In the meantime, my immunity was getting better and I wasn't sick very often anymore.  I started having what my PCP called "sinking spells". After my second or third episode, he drew lab work.  My SED rate, which measures inflammation, was a little elevated.  So he sent me to a Rheumatologist.  THE rheumatologist for my area of the country, the HMFIC!  He'd been published, he is a professor at one of the Medical Schools around here.  The BEST guy to see!  Yeah...  Mr Rheumatologist x-rayed every part of my body, drew a gallon of blood out of my arm, put me on Mobic and sent me home.
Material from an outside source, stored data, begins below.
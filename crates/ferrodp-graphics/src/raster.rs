//! The raster primitives invoked by the order dispatcher.
//!
//! Every primitive clips its destination against the device context and the
//! surface extents first, shifting source coordinates by the same delta, then
//! walks the clipped rectangle applying the raster operation per pixel.

use crate::brush::BrushStyle;
use crate::dc::DeviceContext;
use crate::rop::{rop2, rop3};
use crate::surface::{Rect, Surface};

/// General bit-blit from a source surface.
pub fn bit_blt(
    dst: &mut Surface,
    dc: &DeviceContext,
    dest_rect: Rect,
    src: &Surface,
    src_x: i32,
    src_y: i32,
    rop: u8,
) {
    let clipped = dc.clip_rect(dest_rect, dst.extents());
    if clipped.is_empty() {
        return;
    }

    // Shift the source origin by the clipping delta.
    let dx = clipped.left - dest_rect.left;
    let dy = clipped.top - dest_rect.top;
    let src_x = src_x + dx;
    let src_y = src_y + dy;

    let src_extents = src.extents();

    for y in 0..clipped.height() {
        for x in 0..clipped.width() {
            let sx = src_x + x;
            let sy = src_y + y;
            let source = if src_extents.contains_point(sx, sy) {
                src.pixel(sx, sy)
            } else {
                0
            };

            let dest_x = clipped.left + x;
            let dest_y = clipped.top + y;
            let dest = dst.pixel(dest_x, dest_y);

            dst.set_pixel(dest_x, dest_y, rop3(rop, dest, source, 0) & 0x00FF_FFFF);
        }
    }
}

/// MemBlt: blit from a cached bitmap.
pub fn mem_blt(dst: &mut Surface, dc: &DeviceContext, dest_rect: Rect, cached: &Surface, src_x: i32, src_y: i32, rop: u8) {
    bit_blt(dst, dc, dest_rect, cached, src_x, src_y, rop);
}

/// PatBlt: pattern blit combining destination and brush.
pub fn pat_blt(dst: &mut Surface, dc: &DeviceContext, dest_rect: Rect, brush: &BrushStyle, rop: u8) {
    let clipped = dc.clip_rect(dest_rect, dst.extents());
    if clipped.is_empty() {
        return;
    }

    for y in clipped.top..clipped.bottom {
        for x in clipped.left..clipped.right {
            let pattern = brush.sample(x, y, dc.brush_origin);
            let dest = dst.pixel(x, y);
            dst.set_pixel(x, y, rop3(rop, dest, 0, pattern) & 0x00FF_FFFF);
        }
    }
}

/// OpaqueRect: solid fill with no raster operation.
pub fn opaque_rect(dst: &mut Surface, dc: &DeviceContext, dest_rect: Rect, color: u32) {
    fill_rect(dst, dc, dest_rect, &BrushStyle::Solid(color));
}

/// FillRect: fill with an arbitrary brush style.
pub fn fill_rect(dst: &mut Surface, dc: &DeviceContext, dest_rect: Rect, brush: &BrushStyle) {
    let clipped = dc.clip_rect(dest_rect, dst.extents());
    if clipped.is_empty() {
        return;
    }

    for y in clipped.top..clipped.bottom {
        for x in clipped.left..clipped.right {
            dst.set_pixel(x, y, brush.sample(x, y, dc.brush_origin) & 0x00FF_FFFF);
        }
    }
}

/// LineTo: Bresenham line respecting the R2 code and the DC pen.
pub fn line_to(dst: &mut Surface, dc: &DeviceContext, start: (i32, i32), end: (i32, i32), rop2_code: u8) {
    let extents = dst.extents();
    let clip = dc.clip_rect(extents, extents);
    let pen_color = dc.pen.color;

    let (mut x, mut y) = start;
    let (x1, y1) = end;

    let dx = (x1 - x).abs();
    let dy = -(y1 - y).abs();
    let sx = if x < x1 { 1 } else { -1 };
    let sy = if y < y1 { 1 } else { -1 };
    let mut err = dx + dy;

    loop {
        if clip.contains_point(x, y) {
            let dest = dst.pixel(x, y);
            dst.set_pixel(x, y, rop2(rop2_code, dest, pen_color) & 0x00FF_FFFF);
        }

        if x == x1 && y == y1 {
            break;
        }

        let e2 = 2 * err;
        if e2 >= dy {
            err += dy;
            x += sx;
        }
        if e2 <= dx {
            err += dx;
            y += sy;
        }
    }
}

/// Polyline: a chain of Bresenham segments through delta-encoded points.
pub fn polyline(dst: &mut Surface, dc: &DeviceContext, start: (i32, i32), deltas: &[(i32, i32)], rop2_code: u8) {
    let mut current = start;
    for delta in deltas {
        let next = (current.0 + delta.0, current.1 + delta.1);
        line_to(dst, dc, current, next, rop2_code);
        current = next;
    }
}

#[cfg(test)]
mod tests {
    use super::*;
    use crate::rop::codes;
    use crate::rop::rop2_codes;

    fn solid_surface(width: u16, height: u16, color: u32) -> Surface {
        let pixels = vec![color; usize::from(width) * usize::from(height)];
        Surface::from_pixels(width, height, pixels)
    }

    #[test]
    fn srccopy_blit_copies_the_clipped_region() {
        let mut dst = Surface::new(4, 4);
        let src = solid_surface(4, 4, 0x0000_FF00);
        let dc = DeviceContext::new();

        // Destination rectangle hangs off the right edge: only the in-bounds
        // half may be written.
        bit_blt(&mut dst, &dc, Rect::new(2, 0, 4, 2), &src, 0, 0, codes::SRCCOPY);

        assert_eq!(dst.pixel(2, 0), 0x0000_FF00);
        assert_eq!(dst.pixel(3, 1), 0x0000_FF00);
        assert_eq!(dst.pixel(1, 0), 0);
    }

    #[test]
    fn clip_region_shifts_the_source() {
        let mut dst = Surface::new(8, 1);
        let mut src = Surface::new(8, 1);
        for x in 0..8 {
            src.set_pixel(x, 0, x as u32 + 1);
        }

        let mut dc = DeviceContext::new();
        dc.set_clip(Some(Rect::new(4, 0, 4, 1)));

        // The left half of the destination is clipped away, so the copy must
        // start four pixels into the source.
        bit_blt(&mut dst, &dc, Rect::new(0, 0, 8, 1), &src, 0, 0, codes::SRCCOPY);

        assert_eq!(dst.pixel(3, 0), 0);
        assert_eq!(dst.pixel(4, 0), 5);
        assert_eq!(dst.pixel(7, 0), 8);
    }

    #[test]
    fn patblt_with_patcopy_writes_the_brush() {
        let mut dst = Surface::new(8, 8);
        let dc = DeviceContext::new();
        let brush = BrushStyle::hatched(1, 0x00FF_FFFF, 0x0000_0000).unwrap(); // HS_VERTICAL

        pat_blt(&mut dst, &dc, Rect::new(0, 0, 8, 8), &brush, codes::PATCOPY);

        assert_eq!(dst.pixel(3, 5), 0x00FF_FFFF);
        assert_eq!(dst.pixel(4, 5), 0);
    }

    #[test]
    fn dstinvert_inverts_in_place() {
        let mut dst = solid_surface(2, 2, 0x00F0_F0F0);
        let dc = DeviceContext::new();
        let src = Surface::new(2, 2);

        bit_blt(&mut dst, &dc, Rect::new(0, 0, 2, 2), &src, 0, 0, codes::DSTINVERT);

        assert_eq!(dst.pixel(0, 0), 0x000F_0F0F);
    }

    #[test]
    fn line_to_draws_a_diagonal_with_the_pen() {
        let mut dst = Surface::new(4, 4);
        let mut dc = DeviceContext::new();
        dc.pen.color = 0x0000_00FF;

        line_to(&mut dst, &dc, (0, 0), (3, 3), rop2_codes::R2_COPYPEN);

        for i in 0..4 {
            assert_eq!(dst.pixel(i, i), 0x0000_00FF);
        }
        assert_eq!(dst.pixel(1, 0), 0);
    }

    #[test]
    fn polyline_chains_segments() {
        let mut dst = Surface::new(5, 5);
        let mut dc = DeviceContext::new();
        dc.pen.color = 0x0000_0001;

        polyline(&mut dst, &dc, (0, 0), &[(4, 0), (0, 4)], rop2_codes::R2_COPYPEN);

        assert_eq!(dst.pixel(4, 0), 1);
        assert_eq!(dst.pixel(4, 4), 1);
        assert_eq!(dst.pixel(0, 4), 0);
    }
}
I return in about a month, after he's gotten records from all my docs.  (The Neurologist I was seeing at the time thought I was "drug seeking."  Wanting narcotics because of the way they made me feel.)  He tells me everything is normal and I have Fibromyalgia.  He doesn't treat Fibromyalgia patients, my PCP would follow me.  I told him the Mobic did nothing and my back was hurting.  He looked at me and said "I'm really sorry about that." and walked out.
I go home, in terrible pain now, but tell myself "this is how its going to be from now on."  I go see my PCP and they put me on Cymbalta and muscle relaxers.  It helps a little, but not much!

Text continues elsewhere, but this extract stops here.